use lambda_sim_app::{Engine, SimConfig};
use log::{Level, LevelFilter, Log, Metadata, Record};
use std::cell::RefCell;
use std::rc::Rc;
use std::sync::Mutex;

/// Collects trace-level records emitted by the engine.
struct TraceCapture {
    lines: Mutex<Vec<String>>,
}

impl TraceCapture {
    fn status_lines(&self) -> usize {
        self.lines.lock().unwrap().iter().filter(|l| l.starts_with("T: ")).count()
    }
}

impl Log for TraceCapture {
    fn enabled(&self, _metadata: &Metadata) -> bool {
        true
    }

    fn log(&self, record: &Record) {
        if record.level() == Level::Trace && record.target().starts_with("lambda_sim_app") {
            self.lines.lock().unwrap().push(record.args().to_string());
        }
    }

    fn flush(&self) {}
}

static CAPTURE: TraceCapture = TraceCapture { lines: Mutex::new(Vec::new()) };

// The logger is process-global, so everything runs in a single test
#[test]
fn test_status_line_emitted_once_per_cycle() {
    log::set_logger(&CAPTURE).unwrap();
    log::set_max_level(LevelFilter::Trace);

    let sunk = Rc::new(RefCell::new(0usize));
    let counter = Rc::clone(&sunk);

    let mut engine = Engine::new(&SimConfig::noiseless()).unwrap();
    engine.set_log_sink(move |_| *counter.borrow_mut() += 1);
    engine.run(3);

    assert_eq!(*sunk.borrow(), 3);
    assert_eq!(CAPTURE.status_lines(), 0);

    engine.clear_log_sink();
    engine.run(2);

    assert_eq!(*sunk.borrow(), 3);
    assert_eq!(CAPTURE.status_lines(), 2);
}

| Problem |
Set down the listing again, exactly.

| Written response |
use lambda_sim_app::{Engine, SimConfig};
use log::{Level, LevelFilter, Log, Metadata, Record};
use std::cell::RefCell;
use std::rc::Rc;
use std::sync::Mutex;

/// Collects trace-level records emitted by the engine.
struct TraceCapture {
    lines: Mutex<Vec<String>>,
}

impl TraceCapture {
    fn status_lines(&self) -> usize {
        self.lines.lock().unwrap().iter().filter(|l| l.starts_with("T: ")).count()
    }
}

impl Log for TraceCapture {
    fn enabled(&self, _metadata: &Metadata) -> bool {
        true
    }

    fn log(&self, record: &Record) {
        if record.level() == Level::Trace && record.target().starts_with("lambda_sim_app") {
            self.lines.lock().unwrap().push(record.args().to_string());
        }
    }

    fn flush(&self) {}
}

static CAPTURE: TraceCapture = TraceCapture { lines: Mutex::new(Vec::new()) };

// The logger is process-global, so everything runs in a single test
#[test]
fn test_status_line_emitted_once_per_cycle() {
    log::set_logger(&CAPTURE).unwrap();
    log::set_max_level(LevelFilter::Trace);

    let sunk = Rc::new(RefCell::new(0usize));
    let counter = Rc::clone(&sunk);

    let mut engine = Engine::new(&SimConfig::noiseless()).unwrap();
    engine.set_log_sink(move |_| *counter.borrow_mut() += 1);
    engine.run(3);

    assert_eq!(*sunk.borrow(), 3);
    assert_eq!(CAPTURE.status_lines(), 0);

    engine.clear_log_sink();
    engine.run(2);

    assert_eq!(*sunk.borrow(), 3);
    assert_eq!(CAPTURE.status_lines(), 2);
}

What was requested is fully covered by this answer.